Start of Provided records

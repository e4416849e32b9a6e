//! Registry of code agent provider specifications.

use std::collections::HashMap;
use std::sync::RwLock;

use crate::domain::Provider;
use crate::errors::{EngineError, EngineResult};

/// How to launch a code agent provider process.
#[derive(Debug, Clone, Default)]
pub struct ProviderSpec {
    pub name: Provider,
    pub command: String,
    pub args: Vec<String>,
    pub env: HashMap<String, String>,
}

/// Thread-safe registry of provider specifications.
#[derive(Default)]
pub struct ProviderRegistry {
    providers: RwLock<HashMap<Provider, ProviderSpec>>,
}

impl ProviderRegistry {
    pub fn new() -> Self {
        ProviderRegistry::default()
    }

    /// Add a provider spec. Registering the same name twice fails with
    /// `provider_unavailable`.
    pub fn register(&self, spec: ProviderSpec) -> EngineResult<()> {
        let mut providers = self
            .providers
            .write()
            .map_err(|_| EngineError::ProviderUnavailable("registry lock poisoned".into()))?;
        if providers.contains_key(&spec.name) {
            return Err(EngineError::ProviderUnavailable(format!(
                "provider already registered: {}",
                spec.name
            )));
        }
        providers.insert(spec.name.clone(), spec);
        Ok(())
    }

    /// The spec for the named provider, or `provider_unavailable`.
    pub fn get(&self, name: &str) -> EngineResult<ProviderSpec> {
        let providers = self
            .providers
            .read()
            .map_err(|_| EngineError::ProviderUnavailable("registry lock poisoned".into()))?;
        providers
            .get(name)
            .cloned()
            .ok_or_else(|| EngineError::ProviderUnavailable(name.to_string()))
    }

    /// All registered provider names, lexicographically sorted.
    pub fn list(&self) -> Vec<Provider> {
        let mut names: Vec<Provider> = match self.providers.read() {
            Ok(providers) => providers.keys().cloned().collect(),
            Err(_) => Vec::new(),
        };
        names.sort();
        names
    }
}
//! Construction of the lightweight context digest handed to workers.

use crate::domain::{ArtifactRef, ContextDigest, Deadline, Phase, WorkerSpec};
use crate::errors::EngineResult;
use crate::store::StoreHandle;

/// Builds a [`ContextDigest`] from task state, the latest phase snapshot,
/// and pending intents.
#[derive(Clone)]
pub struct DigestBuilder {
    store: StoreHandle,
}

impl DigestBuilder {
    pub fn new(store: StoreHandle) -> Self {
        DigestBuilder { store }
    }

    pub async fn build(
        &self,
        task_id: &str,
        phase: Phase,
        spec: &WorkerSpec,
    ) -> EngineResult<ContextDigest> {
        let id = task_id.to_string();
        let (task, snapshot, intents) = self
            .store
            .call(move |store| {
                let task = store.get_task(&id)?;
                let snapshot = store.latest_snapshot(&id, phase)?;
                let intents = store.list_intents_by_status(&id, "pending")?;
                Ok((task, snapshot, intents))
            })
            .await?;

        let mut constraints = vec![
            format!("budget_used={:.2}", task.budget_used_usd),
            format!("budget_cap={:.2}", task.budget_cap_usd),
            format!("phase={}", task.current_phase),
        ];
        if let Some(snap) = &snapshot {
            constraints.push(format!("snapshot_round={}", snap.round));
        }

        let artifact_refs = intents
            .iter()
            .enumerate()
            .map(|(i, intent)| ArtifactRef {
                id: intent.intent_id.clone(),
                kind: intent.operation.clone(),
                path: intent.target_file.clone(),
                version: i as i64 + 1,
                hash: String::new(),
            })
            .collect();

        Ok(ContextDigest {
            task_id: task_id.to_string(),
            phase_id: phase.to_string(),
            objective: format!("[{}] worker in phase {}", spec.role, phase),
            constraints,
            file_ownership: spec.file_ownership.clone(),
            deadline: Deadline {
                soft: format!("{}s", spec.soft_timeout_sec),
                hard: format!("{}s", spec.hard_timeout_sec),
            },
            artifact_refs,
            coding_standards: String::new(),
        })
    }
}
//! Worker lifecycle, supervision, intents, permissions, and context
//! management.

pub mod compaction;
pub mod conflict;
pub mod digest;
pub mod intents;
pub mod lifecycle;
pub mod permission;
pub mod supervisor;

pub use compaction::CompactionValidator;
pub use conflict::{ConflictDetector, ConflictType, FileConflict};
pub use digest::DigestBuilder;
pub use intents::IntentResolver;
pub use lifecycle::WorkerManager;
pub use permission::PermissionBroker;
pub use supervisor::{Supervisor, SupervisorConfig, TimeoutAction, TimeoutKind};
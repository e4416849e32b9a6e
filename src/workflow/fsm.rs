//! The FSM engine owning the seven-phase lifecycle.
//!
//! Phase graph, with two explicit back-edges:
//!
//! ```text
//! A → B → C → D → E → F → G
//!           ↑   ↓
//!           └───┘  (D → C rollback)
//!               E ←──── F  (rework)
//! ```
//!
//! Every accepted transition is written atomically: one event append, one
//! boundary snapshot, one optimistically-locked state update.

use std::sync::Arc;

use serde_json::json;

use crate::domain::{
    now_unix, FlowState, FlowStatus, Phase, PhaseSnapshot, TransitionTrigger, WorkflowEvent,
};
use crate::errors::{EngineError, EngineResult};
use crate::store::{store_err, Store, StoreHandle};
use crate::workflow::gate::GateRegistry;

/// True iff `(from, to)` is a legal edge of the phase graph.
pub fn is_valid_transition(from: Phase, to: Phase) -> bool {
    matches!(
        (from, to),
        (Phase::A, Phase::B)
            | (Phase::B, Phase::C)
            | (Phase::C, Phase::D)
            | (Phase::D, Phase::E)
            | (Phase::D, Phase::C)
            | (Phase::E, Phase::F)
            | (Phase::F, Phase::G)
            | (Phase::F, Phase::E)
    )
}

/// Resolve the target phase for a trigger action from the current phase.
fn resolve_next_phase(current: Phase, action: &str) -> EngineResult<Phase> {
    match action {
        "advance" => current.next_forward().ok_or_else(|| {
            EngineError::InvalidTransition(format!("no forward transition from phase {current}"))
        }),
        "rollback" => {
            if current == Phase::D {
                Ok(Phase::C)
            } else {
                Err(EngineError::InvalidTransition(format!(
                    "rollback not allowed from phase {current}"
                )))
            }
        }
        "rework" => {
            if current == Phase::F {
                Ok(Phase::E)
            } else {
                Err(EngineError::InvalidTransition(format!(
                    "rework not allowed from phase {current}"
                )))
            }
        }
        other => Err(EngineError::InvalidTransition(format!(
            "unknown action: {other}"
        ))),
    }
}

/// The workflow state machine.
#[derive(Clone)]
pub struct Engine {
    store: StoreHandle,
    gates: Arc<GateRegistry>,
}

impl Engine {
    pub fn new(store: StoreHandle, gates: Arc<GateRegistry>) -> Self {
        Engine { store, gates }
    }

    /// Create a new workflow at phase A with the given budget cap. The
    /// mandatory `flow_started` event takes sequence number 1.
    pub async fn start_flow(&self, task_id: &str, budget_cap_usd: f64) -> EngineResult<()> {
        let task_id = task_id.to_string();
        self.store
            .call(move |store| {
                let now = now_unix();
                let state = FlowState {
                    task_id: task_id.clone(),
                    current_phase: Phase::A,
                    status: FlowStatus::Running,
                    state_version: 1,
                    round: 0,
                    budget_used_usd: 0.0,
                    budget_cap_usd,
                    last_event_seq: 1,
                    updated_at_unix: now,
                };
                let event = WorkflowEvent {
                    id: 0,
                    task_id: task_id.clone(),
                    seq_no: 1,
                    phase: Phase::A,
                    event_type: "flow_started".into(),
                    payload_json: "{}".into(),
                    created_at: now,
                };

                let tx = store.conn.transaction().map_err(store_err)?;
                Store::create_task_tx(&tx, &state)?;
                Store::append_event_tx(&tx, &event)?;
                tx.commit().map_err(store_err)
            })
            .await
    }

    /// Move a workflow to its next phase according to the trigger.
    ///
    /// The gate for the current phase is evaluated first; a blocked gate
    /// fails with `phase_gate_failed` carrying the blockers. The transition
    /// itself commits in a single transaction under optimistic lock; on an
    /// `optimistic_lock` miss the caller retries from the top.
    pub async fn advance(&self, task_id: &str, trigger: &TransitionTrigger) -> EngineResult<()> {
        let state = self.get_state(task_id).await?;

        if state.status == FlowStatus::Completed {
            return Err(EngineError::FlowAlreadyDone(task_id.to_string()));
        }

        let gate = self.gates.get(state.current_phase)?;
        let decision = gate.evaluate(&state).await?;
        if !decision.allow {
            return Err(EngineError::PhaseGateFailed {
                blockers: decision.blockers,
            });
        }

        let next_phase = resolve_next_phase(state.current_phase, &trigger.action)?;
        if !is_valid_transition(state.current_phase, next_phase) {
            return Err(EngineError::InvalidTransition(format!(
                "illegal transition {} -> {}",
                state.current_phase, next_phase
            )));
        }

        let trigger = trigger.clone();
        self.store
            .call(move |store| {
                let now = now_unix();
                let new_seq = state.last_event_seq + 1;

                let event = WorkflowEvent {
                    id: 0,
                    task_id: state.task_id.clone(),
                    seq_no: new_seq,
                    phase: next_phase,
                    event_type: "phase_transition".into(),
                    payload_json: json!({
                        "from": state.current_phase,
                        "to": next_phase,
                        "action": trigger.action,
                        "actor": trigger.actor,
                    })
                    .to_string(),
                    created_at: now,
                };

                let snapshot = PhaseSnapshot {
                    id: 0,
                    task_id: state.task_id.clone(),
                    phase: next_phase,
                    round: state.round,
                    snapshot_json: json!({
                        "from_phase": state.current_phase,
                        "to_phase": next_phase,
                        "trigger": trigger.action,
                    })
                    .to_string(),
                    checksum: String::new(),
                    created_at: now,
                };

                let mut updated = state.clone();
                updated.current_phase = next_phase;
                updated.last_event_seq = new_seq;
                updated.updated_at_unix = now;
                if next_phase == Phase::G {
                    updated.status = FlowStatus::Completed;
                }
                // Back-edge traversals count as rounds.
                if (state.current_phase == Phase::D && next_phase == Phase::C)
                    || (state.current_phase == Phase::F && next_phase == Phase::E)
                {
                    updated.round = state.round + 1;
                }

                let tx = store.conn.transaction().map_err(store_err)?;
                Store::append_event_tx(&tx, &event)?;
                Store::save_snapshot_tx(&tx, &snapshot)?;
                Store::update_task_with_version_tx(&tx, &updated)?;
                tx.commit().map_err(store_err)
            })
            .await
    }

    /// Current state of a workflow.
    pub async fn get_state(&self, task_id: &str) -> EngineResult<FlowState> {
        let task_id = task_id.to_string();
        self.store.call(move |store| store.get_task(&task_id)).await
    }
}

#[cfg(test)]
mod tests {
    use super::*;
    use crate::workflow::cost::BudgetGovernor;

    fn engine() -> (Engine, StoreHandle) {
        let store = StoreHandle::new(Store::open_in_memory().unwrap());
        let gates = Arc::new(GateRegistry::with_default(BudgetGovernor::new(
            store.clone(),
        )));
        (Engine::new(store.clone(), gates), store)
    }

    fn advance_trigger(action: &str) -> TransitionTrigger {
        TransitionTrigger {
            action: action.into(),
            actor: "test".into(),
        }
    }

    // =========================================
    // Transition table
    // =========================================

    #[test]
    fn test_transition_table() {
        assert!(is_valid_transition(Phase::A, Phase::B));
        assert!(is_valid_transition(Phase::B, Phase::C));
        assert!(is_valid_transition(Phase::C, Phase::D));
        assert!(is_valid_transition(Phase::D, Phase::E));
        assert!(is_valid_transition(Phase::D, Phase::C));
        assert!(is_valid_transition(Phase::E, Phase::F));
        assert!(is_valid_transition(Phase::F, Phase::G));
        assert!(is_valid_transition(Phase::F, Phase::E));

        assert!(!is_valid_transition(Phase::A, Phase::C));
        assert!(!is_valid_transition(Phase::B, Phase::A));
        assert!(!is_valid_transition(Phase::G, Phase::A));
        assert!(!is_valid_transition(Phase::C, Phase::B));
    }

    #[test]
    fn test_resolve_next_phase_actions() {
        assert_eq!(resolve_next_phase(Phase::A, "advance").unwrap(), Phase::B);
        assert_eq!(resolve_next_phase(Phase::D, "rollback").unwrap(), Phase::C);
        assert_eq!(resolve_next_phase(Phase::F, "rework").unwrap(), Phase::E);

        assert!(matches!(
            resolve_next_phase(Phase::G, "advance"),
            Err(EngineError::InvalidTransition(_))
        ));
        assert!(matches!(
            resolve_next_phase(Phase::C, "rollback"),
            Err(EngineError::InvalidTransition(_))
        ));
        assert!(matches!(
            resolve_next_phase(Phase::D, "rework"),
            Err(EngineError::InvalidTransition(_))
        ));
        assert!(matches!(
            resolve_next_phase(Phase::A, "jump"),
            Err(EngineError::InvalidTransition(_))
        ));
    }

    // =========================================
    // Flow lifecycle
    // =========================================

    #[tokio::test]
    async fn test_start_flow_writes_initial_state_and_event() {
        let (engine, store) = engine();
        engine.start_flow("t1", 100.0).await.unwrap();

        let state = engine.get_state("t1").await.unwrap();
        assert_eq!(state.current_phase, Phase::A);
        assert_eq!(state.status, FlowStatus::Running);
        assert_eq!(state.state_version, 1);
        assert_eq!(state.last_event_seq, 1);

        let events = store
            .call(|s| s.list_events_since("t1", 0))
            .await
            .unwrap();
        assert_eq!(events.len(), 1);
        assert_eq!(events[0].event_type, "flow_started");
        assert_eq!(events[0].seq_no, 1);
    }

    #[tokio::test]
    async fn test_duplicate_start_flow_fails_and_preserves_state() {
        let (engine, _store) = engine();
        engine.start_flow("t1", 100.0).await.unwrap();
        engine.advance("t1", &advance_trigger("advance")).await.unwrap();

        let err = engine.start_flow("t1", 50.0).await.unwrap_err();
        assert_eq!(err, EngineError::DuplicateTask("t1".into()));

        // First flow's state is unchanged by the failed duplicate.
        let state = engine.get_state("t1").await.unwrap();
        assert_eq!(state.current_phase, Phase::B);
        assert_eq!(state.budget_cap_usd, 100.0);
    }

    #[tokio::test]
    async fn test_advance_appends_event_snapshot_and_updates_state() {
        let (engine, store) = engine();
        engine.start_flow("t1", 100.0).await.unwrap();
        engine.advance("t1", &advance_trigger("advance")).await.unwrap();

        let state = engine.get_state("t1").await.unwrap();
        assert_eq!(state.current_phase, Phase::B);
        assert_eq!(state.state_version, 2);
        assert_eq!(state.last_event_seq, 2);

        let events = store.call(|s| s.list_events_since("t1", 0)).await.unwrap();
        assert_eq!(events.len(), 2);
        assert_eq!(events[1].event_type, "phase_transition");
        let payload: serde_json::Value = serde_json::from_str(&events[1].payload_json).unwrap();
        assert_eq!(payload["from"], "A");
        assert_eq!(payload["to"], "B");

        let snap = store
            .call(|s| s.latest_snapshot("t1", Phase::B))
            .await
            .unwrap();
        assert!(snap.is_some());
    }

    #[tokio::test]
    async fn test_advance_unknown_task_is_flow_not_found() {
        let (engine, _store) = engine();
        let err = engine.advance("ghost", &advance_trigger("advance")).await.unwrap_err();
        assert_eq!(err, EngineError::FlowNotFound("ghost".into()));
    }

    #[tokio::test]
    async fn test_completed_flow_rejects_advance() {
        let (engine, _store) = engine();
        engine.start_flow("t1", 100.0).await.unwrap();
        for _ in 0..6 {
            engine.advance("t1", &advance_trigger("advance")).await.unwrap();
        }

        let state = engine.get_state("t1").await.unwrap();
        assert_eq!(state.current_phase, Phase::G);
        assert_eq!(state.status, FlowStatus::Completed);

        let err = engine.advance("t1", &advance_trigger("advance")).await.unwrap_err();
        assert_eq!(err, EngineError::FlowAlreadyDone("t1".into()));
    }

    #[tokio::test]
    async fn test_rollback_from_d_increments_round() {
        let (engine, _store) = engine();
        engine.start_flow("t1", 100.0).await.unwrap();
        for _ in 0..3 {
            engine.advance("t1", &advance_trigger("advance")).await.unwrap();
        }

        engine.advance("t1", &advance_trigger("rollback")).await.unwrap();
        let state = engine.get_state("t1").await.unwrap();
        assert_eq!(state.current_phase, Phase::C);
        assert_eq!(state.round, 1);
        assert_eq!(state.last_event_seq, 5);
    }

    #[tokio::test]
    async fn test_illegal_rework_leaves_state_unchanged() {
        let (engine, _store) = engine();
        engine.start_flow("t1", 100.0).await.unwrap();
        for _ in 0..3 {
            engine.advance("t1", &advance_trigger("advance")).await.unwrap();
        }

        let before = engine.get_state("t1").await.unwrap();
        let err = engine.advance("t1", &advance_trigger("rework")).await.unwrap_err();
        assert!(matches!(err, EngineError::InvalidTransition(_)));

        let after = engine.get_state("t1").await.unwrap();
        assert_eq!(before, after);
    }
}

End of Provided records

Exercise prompt: In the entries above, identify every line with the word "constraints". Copy those lines.

The answer:
        let mut constraints = vec![
            constraints.push(format!("snapshot_round={}", snap.round));
            constraints,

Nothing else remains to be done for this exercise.